Webspace woanders haben wir nicht.

Folgende Dateiformate können wir hochladen:gif, png, jpg, jpeg, midi, mp3, swf, pdf, csv, xls, doc und rtf.

Andere Dateien gehen nicht.

HTML Datei anpassen????  :bahnhof:  Keine Ahnung wie das geht..
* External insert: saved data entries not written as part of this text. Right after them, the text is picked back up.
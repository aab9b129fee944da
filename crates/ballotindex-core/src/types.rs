//! Shared types for the indexing pipeline.

use serde::{Deserialize, Serialize};

use crate::cursor::EventCursor;

// ─── EventFilter ─────────────────────────────────────────────────────────────

/// Server-side filter for an event query.
///
/// Serializes to the node's filter shape, e.g.
/// `{"MoveEventType": "0x2a::vote::EventVoteCast"}`.
#[derive(Debug, Clone, PartialEq, Eq, Serialize, Deserialize)]
pub enum EventFilter {
    /// Events of exactly this Move struct type.
    MoveEventType(String),
    /// Every event emitted by a module.
    MoveModule { package: String, module: String },
}

impl EventFilter {
    /// Filter for `<package>::<module>::<event_name>`.
    pub fn move_event(package: &str, module: &str, event_name: &str) -> Self {
        Self::MoveEventType(format!("{package}::{module}::{event_name}"))
    }
}

// ─── RawEvent ────────────────────────────────────────────────────────────────

/// An event as delivered by the node, before kind-specific parsing.
#[derive(Debug, Clone, PartialEq, Serialize, Deserialize)]
#[serde(rename_all = "camelCase")]
pub struct RawEvent {
    /// Ledger position of the event.
    pub id: EventCursor,
    #[serde(default)]
    pub package_id: String,
    #[serde(default)]
    pub transaction_module: String,
    #[serde(default)]
    pub sender: String,
    /// Fully-qualified Move type of the event.
    #[serde(rename = "type", default)]
    pub event_type: String,
    /// Loosely-typed event payload; may be absent.
    #[serde(default)]
    pub parsed_json: Option<serde_json::Value>,
    /// Checkpoint timestamp in milliseconds, as a decimal string.
    #[serde(default)]
    pub timestamp_ms: Option<String>,
}

impl RawEvent {
    /// Transaction digest of the emitting transaction (provenance).
    pub fn tx_digest(&self) -> &str {
        &self.id.tx_digest
    }

    /// Event timestamp, if the node reported a parseable one.
    pub fn timestamp(&self) -> Option<chrono::DateTime<chrono::Utc>> {
        let ms = self.timestamp_ms.as_deref()?.parse::<i64>().ok()?;
        chrono::DateTime::from_timestamp_millis(ms)
    }
}

// ─── EventPage ───────────────────────────────────────────────────────────────

/// One page of an ordered, filtered event query.
#[derive(Debug, Clone, Default, PartialEq, Serialize, Deserialize)]
#[serde(rename_all = "camelCase")]
pub struct EventPage {
    pub data: Vec<RawEvent>,
    #[serde(default)]
    pub next_cursor: Option<EventCursor>,
    #[serde(default)]
    pub has_next_page: bool,
}

impl EventPage {
    /// Position of the last event in the page.
    pub fn last_position(&self) -> Option<&EventCursor> {
        self.data.last().map(|e| &e.id)
    }
}

// ─── Tests ────────────────────────────────────────────────────────────────────

#[cfg(test)]
mod tests {
    use super::*;
    use serde_json::json;

    #[test]
    fn filter_wire_shape() {
        let f = EventFilter::move_event("0x2a", "vote", "EventVoteCast");
        assert_eq!(
            serde_json::to_value(&f).unwrap(),
            json!({ "MoveEventType": "0x2a::vote::EventVoteCast" })
        );

        let m = EventFilter::MoveModule {
            package: "0x2a".into(),
            module: "vote".into(),
        };
        assert_eq!(
            serde_json::to_value(&m).unwrap(),
            json!({ "MoveModule": { "package": "0x2a", "module": "vote" } })
        );
    }

    #[test]
    fn page_parses_node_response() {
        let page: EventPage = serde_json::from_value(json!({
            "data": [{
                "id": { "txDigest": "Dg1", "eventSeq": "0" },
                "packageId": "0x2a",
                "transactionModule": "vote",
                "sender": "0xA",
                "type": "0x2a::vote::EventElectionCreated",
                "parsedJson": { "election_id": "0xe1", "name": "Board Vote", "creator": "0xA" },
                "bcs": "ignored",
                "timestampMs": "1700000000000"
            }],
            "nextCursor": { "txDigest": "Dg1", "eventSeq": "0" },
            "hasNextPage": false
        }))
        .unwrap();

        assert_eq!(page.data.len(), 1);
        let ev = &page.data[0];
        assert_eq!(ev.tx_digest(), "Dg1");
        assert_eq!(ev.event_type, "0x2a::vote::EventElectionCreated");
        assert_eq!(ev.timestamp().unwrap().timestamp(), 1_700_000_000);
        assert_eq!(page.last_position(), Some(&EventCursor::new("Dg1", "0")));
        assert!(!page.has_next_page);
    }

    #[test]
    fn missing_optional_fields_default() {
        let ev: RawEvent = serde_json::from_value(json!({
            "id": { "txDigest": "Dg2", "eventSeq": "1" }
        }))
        .unwrap();
        assert!(ev.parsed_json.is_none());
        assert!(ev.timestamp().is_none());
    }
}
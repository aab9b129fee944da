use async_trait::async_trait;
use std::sync::Arc;
use tracing::info;

use super::{event_time, outcome, require_election};
use crate::error::IndexerError;
use crate::event::{ElectionEvent, EventKind};
use crate::handler::{unexpected_event, ApplyOutcome, EventHandler};
use crate::model::Candidate;
use crate::store::ElectionStore;
use crate::types::RawEvent;

/// Materializes `EventCandidateRegistered`.
pub struct CandidateRegisteredHandler {
    store: Arc<dyn ElectionStore>,
}

impl CandidateRegisteredHandler {
    pub fn new(store: Arc<dyn ElectionStore>) -> Self {
        Self { store }
    }
}

#[async_trait]
impl EventHandler for CandidateRegisteredHandler {
    fn kind(&self) -> EventKind {
        EventKind::CandidateRegistered
    }

    async fn apply(
        &self,
        event: &ElectionEvent,
        raw: &RawEvent,
    ) -> Result<ApplyOutcome, IndexerError> {
        let ElectionEvent::CandidateRegistered(registered) = event else {
            return Err(unexpected_event(self.kind(), event));
        };

        require_election(self.store.as_ref(), &registered.election_id).await?;

        let candidate = Candidate {
            election_id: registered.election_id.clone(),
            candidate_address: registered.candidate.clone(),
            tx_digest: raw.tx_digest().to_string(),
            created_at: event_time(raw),
        };
        let inserted = self.store.insert_candidate(&candidate).await?;
        if inserted {
            info!(
                election_id = %candidate.election_id,
                candidate = %candidate.candidate_address,
                "candidate stored"
            );
        }
        Ok(outcome(inserted))
    }
}
//! Parsing of COVE resource URIs.
//!
//! Resources returned by the API reference each other with URIs such as
//! `http://api.pbs.org/cove/v1/programs/1001/` or `/cove/v1/programs/1001/`.
//! [`parse_resource_uri`] splits either form into its root, version, object,
//! and optional numeric id. No network access is involved.
//!
//! Every form is parsed as a URL first, so the same path yields the same
//! segments whether it arrives absolute, scheme-relative, or host-relative:
//! dot-segments are resolved and segments keep their percent-encoding.
//!
//! # Example
//!
//! ```rust
//! use coveapi::rest::{parse_resource_uri, CollectionType};
//!
//! let parsed = parse_resource_uri("http://api.pbs.org/cove/v1/programs/1001/").unwrap();
//! assert_eq!(parsed.root, "cove");
//! assert_eq!(parsed.version, "v1");
//! assert_eq!(parsed.object, "programs");
//! assert_eq!(parsed.id, Some(1001));
//! assert_eq!(parsed.collection(), Some(CollectionType::Programs));
//! ```

use std::str::FromStr;

use serde::{Deserialize, Serialize};
use url::Url;

use crate::error::CoveError;
use crate::rest::collection::{CollectionType, COVEAPI_HOST, COVEAPI_ROOT, COVEAPI_VERSION};

/// The structural parts of a resource URI path.
#[derive(Debug, Clone, PartialEq, Eq, Hash, Serialize, Deserialize)]
pub struct ParsedResourceUri {
    /// First path segment (`cove`).
    pub root: String,
    /// Second path segment (`v1`).
    pub version: String,
    /// Third path segment, the collection name.
    pub object: String,
    /// Fourth path segment as an integer.
    ///
    /// `None` when the segment is missing or not numeric: collection-level
    /// URIs carry no id and still parse successfully.
    pub id: Option<u64>,
}

impl ParsedResourceUri {
    /// Returns `/root/version/object/`.
    #[must_use]
    pub fn path_prefix(&self) -> String {
        format!("/{}/{}/{}/", self.root, self.version, self.object)
    }

    /// Returns the path prefix followed by `id/` when an id is present.
    #[must_use]
    pub fn resource_path(&self) -> String {
        match self.id {
            Some(id) => format!("{}{id}/", self.path_prefix()),
            None => self.path_prefix(),
        }
    }

    /// Returns the collection named by `object`, if it is a known one.
    #[must_use]
    pub fn collection(&self) -> Option<CollectionType> {
        self.object.parse().ok()
    }

    /// Returns `true` if root and version match the API this client speaks.
    #[must_use]
    pub fn is_current_api(&self) -> bool {
        self.root == COVEAPI_ROOT && self.version == COVEAPI_VERSION
    }
}

impl FromStr for ParsedResourceUri {
    type Err = CoveError;

    fn from_str(s: &str) -> Result<Self, Self::Err> {
        parse_resource_uri(s)
    }
}

/// Parses an absolute URI, scheme-relative URI (`//host/...`), or
/// host-relative path into its structural parts.
///
/// # Errors
///
/// Returns [`CoveError::MalformedUri`] if the input is none of those forms,
/// or if its path has fewer than three non-empty leading segments.
pub fn parse_resource_uri(uri: &str) -> Result<ParsedResourceUri, CoveError> {
    let malformed = || CoveError::MalformedUri {
        uri: uri.to_string(),
    };

    let parsed = if uri.starts_with('/') {
        Url::parse(COVEAPI_HOST).and_then(|base| base.join(uri))
    } else if uri.contains("://") {
        Url::parse(uri)
    } else {
        return Err(malformed());
    };
    let url = parsed.map_err(|_| malformed())?;
    let path = url.path();

    // The leading separator yields an empty first element.
    let mut segments = path.split('/').skip(1);
    let mut next_required = || {
        segments
            .next()
            .filter(|segment| !segment.is_empty())
            .map(str::to_string)
            .ok_or_else(malformed)
    };

    let root = next_required()?;
    let version = next_required()?;
    let object = next_required()?;
    let id = segments.next().and_then(|segment| segment.parse().ok());

    Ok(ParsedResourceUri {
        root,
        version,
        object,
        id,
    })
}
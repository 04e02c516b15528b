//! HTTP types for COVE API communication.
//!
//! # Overview
//!
//! - [`HttpRequest`]: A request to be signed and sent
//! - [`HttpMethod`]: Supported HTTP methods
//! - [`Transport`]: The seam through which requests reach the network
//! - [`HttpClient`]: The default reqwest-backed [`Transport`]
//! - [`HttpError`]: Transport and non-2xx response errors
//!
//! # Retry Behavior
//!
//! None. Every request is attempted exactly once and failures are returned
//! to the caller unchanged.

mod errors;
mod http_client;
mod http_request;

pub use errors::{HttpError, HttpResponseError};
pub use http_client::{HttpClient, Transport, CLIENT_VERSION};
pub use http_request::{HttpMethod, HttpRequest, HttpRequestBuilder};
//! Per-collection request façade.
//!
//! A [`Requestor`] is bound to one collection endpoint. All of its
//! operations share a single execution path:
//!
//! ```text
//! canonicalize -> normalize -> sign -> send -> decode JSON
//! ```
//!
//! Normalization parses the canonical URL the way the transport will, so
//! the signature always covers the exact URL put on the wire.
//!
//! Errors from the signer, the transport, and the decoder are returned
//! unchanged inside their [`CoveError`] variant.

use std::sync::Arc;

use chrono::{DateTime, Utc};
use serde_json::Value;
use url::Url;

use crate::auth::{Credentials, RequestSigner};
use crate::clients::{HttpRequest, Transport};
use crate::config::CoveConfig;
use crate::error::CoveError;
use crate::rest::canonical::{canonicalize, FilterParams, SpaceEncoding};
use crate::rest::collection::{resolve_endpoint, CollectionType};
use crate::rest::locator::ResourceLocator;

/// Parameter name used by the graveyard collection.
pub const DELETED_SINCE_PARAM: &str = "deleted_since";

/// Issues signed requests against one collection endpoint.
///
/// Obtain one from a [`Connection`](crate::Connection) accessor such as
/// [`programs`](crate::Connection::programs). Requestors hold no mutable
/// state and can be cloned and used from several tasks at once.
///
/// # Example
///
/// ```rust,ignore
/// use coveapi::rest::{FilterParams, ResourceLocator};
///
/// let programs = connection.programs();
///
/// // A single program by id
/// let program = programs.get(ResourceLocator::Id(1001), &FilterParams::new()).await?;
///
/// // A filtered listing
/// let params = FilterParams::new()
///     .with("filter_nola_root", "NOVA")
///     .with("fields", "associated_images");
/// let listing = programs.filter(&params).await?;
/// ```
#[derive(Clone, Debug)]
pub struct Requestor {
    collection: CollectionType,
    endpoint: String,
    host: String,
    credentials: Credentials,
    space_encoding: SpaceEncoding,
    signer: Arc<dyn RequestSigner>,
    transport: Arc<dyn Transport>,
}

// Verify Requestor is Send + Sync at compile time
const _: fn() = || {
    const fn assert_send_sync<T: Send + Sync>() {}
    assert_send_sync::<Requestor>();
};

impl Requestor {
    /// Creates a requestor for `collection` using the host and credentials in `config`.
    #[must_use]
    pub fn new(
        collection: CollectionType,
        config: &CoveConfig,
        signer: Arc<dyn RequestSigner>,
        transport: Arc<dyn Transport>,
    ) -> Self {
        let host = config.host().as_ref().to_string();
        Self {
            collection,
            endpoint: resolve_endpoint(&host, collection),
            host,
            credentials: config.credentials().clone(),
            space_encoding: config.space_encoding(),
            signer,
            transport,
        }
    }

    /// Returns the collection this requestor is bound to.
    #[must_use]
    pub const fn collection(&self) -> CollectionType {
        self.collection
    }

    /// Returns the collection endpoint (`host/cove/v1/<collection>/`).
    #[must_use]
    pub fn endpoint(&self) -> &str {
        &self.endpoint
    }

    /// Returns the API host.
    #[must_use]
    pub fn host(&self) -> &str {
        &self.host
    }

    /// Returns the URL `get` would sign and request, without sending anything.
    ///
    /// # Errors
    ///
    /// Returns [`CoveError::MalformedLocator`] if the locator cannot be
    /// resolved to a valid URL.
    pub fn build_url(
        &self,
        locator: &ResourceLocator,
        params: &FilterParams,
    ) -> Result<String, CoveError> {
        let url = locator.resolve(&self.endpoint, &self.host)?;
        self.request_url(&url, params)
    }

    /// Canonicalizes `url` with `params` and normalizes the result.
    ///
    /// Dot-segments, default ports, host case, and unescaped path characters
    /// are rewritten here rather than silently by the transport.
    fn request_url(&self, url: &str, params: &FilterParams) -> Result<String, CoveError> {
        let canonical = canonicalize(url, params, self.space_encoding);
        let parsed = Url::parse(&canonical).map_err(|_| CoveError::MalformedLocator {
            locator: canonical.clone(),
        })?;
        Ok(parsed.into())
    }

    /// Fetches a single resource.
    ///
    /// # Errors
    ///
    /// Returns [`CoveError::MalformedLocator`] for an unresolvable locator,
    /// otherwise any signing, transport, or decode error unchanged.
    pub async fn get(
        &self,
        locator: ResourceLocator,
        params: &FilterParams,
    ) -> Result<Value, CoveError> {
        let url = locator.resolve(&self.endpoint, &self.host)?;
        self.make_request(&url, params).await
    }

    /// Fetches the collection, narrowed by `params`.
    ///
    /// # Errors
    ///
    /// Returns any signing, transport, or decode error unchanged.
    pub async fn filter(&self, params: &FilterParams) -> Result<Value, CoveError> {
        self.make_request(&self.endpoint, params).await
    }

    /// Fetches resources deleted since the `deleted_since` parameter.
    ///
    /// Meant for the graveyard collection. The request is built exactly as
    /// for [`filter`](Self::filter).
    ///
    /// # Errors
    ///
    /// Returns any signing, transport, or decode error unchanged.
    pub async fn deleted_since(&self, params: &FilterParams) -> Result<Value, CoveError> {
        self.make_request(&self.endpoint, params).await
    }

    /// Fetches resources deleted since `since`.
    ///
    /// # Errors
    ///
    /// Returns any signing, transport, or decode error unchanged.
    pub async fn deleted_since_time(&self, since: DateTime<Utc>) -> Result<Value, CoveError> {
        let params = FilterParams::new().with(DELETED_SINCE_PARAM, since);
        self.deleted_since(&params).await
    }

    async fn make_request(&self, url: &str, params: &FilterParams) -> Result<Value, CoveError> {
        let url = self.request_url(url, params)?;
        tracing::debug!(collection = %self.collection, url = %url, "sending COVE API request");

        let request = HttpRequest::builder(url).build();
        let signed = self.signer.sign(request, &self.credentials)?;
        let body = self.transport.send(&signed).await?;
        let json: Value = serde_json::from_slice(&body)?;

        tracing::debug!(
            collection = %self.collection,
            bytes = body.len(),
            "decoded COVE API response"
        );
        Ok(json)
    }
}
//! HTTP-specific error types for the COVE API client.
//!
//! - [`HttpResponseError`]: Non-2xx HTTP responses from the API
//! - [`HttpError`]: Unified error type for transport failures
//!
//! The client performs no status-code interpretation: a 404 and a refused
//! connection both surface as an [`HttpError`], leaving the decision to the
//! caller.
//!
//! # Example
//!
//! ```rust,ignore
//! use coveapi::{CoveError, HttpError};
//!
//! match connection.programs().get(1001.into(), &params).await {
//!     Ok(json) => println!("{json}"),
//!     Err(CoveError::Http(HttpError::Response(e))) => {
//!         println!("API error {}: {}", e.code, e.message);
//!     }
//!     Err(CoveError::Http(HttpError::Network(e))) => {
//!         println!("Network error: {}", e);
//!     }
//!     Err(other) => println!("{other}"),
//! }
//! ```

use thiserror::Error;

/// Error returned when the API answers with a non-successful status.
///
/// `message` carries the raw response body so nothing the server said is lost.
///
/// # Example
///
/// ```rust
/// use coveapi::clients::HttpResponseError;
///
/// let error = HttpResponseError {
///     code: 404,
///     message: r#"{"error":"Not found"}"#.to_string(),
/// };
///
/// assert_eq!(error.to_string(), r#"{"error":"Not found"}"#);
/// ```
#[derive(Debug, Error, Clone, PartialEq, Eq)]
#[error("{message}")]
pub struct HttpResponseError {
    /// The HTTP status code of the response.
    pub code: u16,
    /// The raw response body.
    pub message: String,
}

/// Unified error type for all transport errors.
#[derive(Debug, Error)]
pub enum HttpError {
    /// An HTTP response error (non-2xx status code).
    #[error(transparent)]
    Response(#[from] HttpResponseError),

    /// Network or connection error.
    #[error("Network error: {0}")]
    Network(#[from] reqwest::Error),
}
Wir hoffen, dass wir trotzdem eine für uns verständliche Lösung finden..

Danke


----------



## L-ectron-X (2. Jun 2007)

Wenn ihr keine HTML-Dateien hochladen könnt, wie gestaltet ihr die Webseiten? Mit einem Online-Generator?
Schaut in diesem Fall einfach mal nach, ob dort an irgendeiner Stelle im Quelltext gearbeitet werden kann.
Und so lange ihr keine Möglichkeit habt, das Applet irgendwie im Web platzieren zu können, habt ihr keine Chance, das Applet je in Aktion zu erleben.
Das beste ist: Hoster wechseln.


----------



## Tobias (2. Jun 2007)

Anderen Webspace suchen. Scheint ja ein totaler Schrottanbieter zu sein. Free-Webspace gibt es IMHO noch immer zuhauf und Google bedienen könnt ihr ja sicher auch ...

mpG
Tobias


----------



## Allegra68 (2. Jun 2007)

L-ectron-X hat gesagt.:
			
		

> Wenn ihr keine HTML-Dateien hochladen könnt, wie gestaltet ihr die Webseiten? Mit einem Online-Generator?
> Schaut in diesem Fall einfach mal nach, ob dort an irgendeiner Stelle im Quelltext gearbeitet werden kann.
> Und so lange ihr keine Möglichkeit habt, das Applet irgendwie im Web platzieren zu können, habt ihr keine Chance, das Applet je in Aktion zu erleben.
> Das beste ist: Hoster wechseln.



Ja, sie werden online bearbeitet.
Im Texteditor gestalten wir die Seiten. Hier gibt es auch die Möglichkeit, Java Codes zu generieren. Eine HTML Konsole gibt es auch.
Wir können die Seiten auch im Quelltext bearbeiten. Wissen nur eben nicht, WO GENAU etwas einfügen.
Seit einigen Stunden haben wir nun auch Free Webspace bei "Freenet". Dort konnten wir alle 3 erforderlichen Dateien bereits hochladen: 1. HTML Textdocument 2. Das Bild(jpg -Format) 3. Die Class Datei ( Lake.class)
Nun wie weiter vorgehen????? Die Homepage möchten wir schon beim jetzigen Anbieter behalten.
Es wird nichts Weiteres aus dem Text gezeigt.